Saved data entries
====================

//! Consumes the generator stream and turns result lines into samples.

use std::time::Duration;

use tokio::sync::mpsc;
use tokio::time::timeout;
use tracing::{debug, warn};

use crate::error::TestError;
use crate::sample::{Measurement, SampleContext};

use super::{PipelineOutput, StreamMessage};

/// Per-millisecond throughput on a result line: `... total = <float> per ms`.
pub fn parse_result_line(line: &str) -> Option<f64> {
    const PREFIX: &str = "total = ";
    let start = line.find(PREFIX)? + PREFIX.len();
    let rest = &line[start..];
    let end = rest.find(" per ms")?;
    rest[..end].trim().parse().ok()
}

pub struct Monitor {
    rx: mpsc::Receiver<StreamMessage>,
    channel_timeout: Duration,
    context: SampleContext,
}

impl Monitor {
    pub fn new(
        rx: mpsc::Receiver<StreamMessage>,
        channel_timeout: Duration,
        context: SampleContext,
    ) -> Self {
        Self {
            rx,
            channel_timeout,
            context,
        }
    }

    /// Read until a terminal message, a silent period longer than the
    /// channel timeout, or a closed stream.
    pub async fn run(mut self) -> PipelineOutput {
        let mut samples = Vec::new();
        let mut internal_repeat_id = 0u32;

        loop {
            let msg = match timeout(self.channel_timeout, self.rx.recv()).await {
                Ok(msg) => msg,
                Err(_) => {
                    warn!(
                        timeout_secs = self.channel_timeout.as_secs(),
                        collected = samples.len(),
                        "no generator output within channel timeout"
                    );
                    return PipelineOutput::failed(
                        samples,
                        TestError::ChannelTimeout {
                            waited_secs: self.channel_timeout.as_secs(),
                        },
                    );
                }
            };

            match msg {
                Some(StreamMessage::Line(line)) => {
                    let Some(per_ms) = parse_result_line(&line) else {
                        continue;
                    };
                    let sample = self
                        .context
                        .record(Measurement::Throughput {
                            throughput_responses_sec: per_ms * 1000.0,
                            internal_repeat_id,
                        })
                        .await;
                    debug!(
                        global_sample_id = sample.global_sample_id,
                        throughput = per_ms * 1000.0,
                        "recorded sample"
                    );
                    internal_repeat_id += 1;
                    samples.push(sample);
                }
                Some(StreamMessage::Success) => return PipelineOutput::ok(samples),
                Some(StreamMessage::Failure(reason)) => {
                    samples.push(self.context.failure().await);
                    return PipelineOutput::failed(
                        samples,
                        TestError::GeneratorExecutionFailure { reason },
                    );
                }
                None => {
                    samples.push(self.context.failure().await);
                    return PipelineOutput::failed(
                        samples,
                        TestError::GeneratorExecutionFailure {
                            reason: "generator stream closed without a terminal message"
                                .to_string(),
                        },
                    );
                }
            }
        }
    }
}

====================

## Exercise details
Within the records above, find every line holding the word "tokio" and give the total as a bare number.

## Output of the exercise
2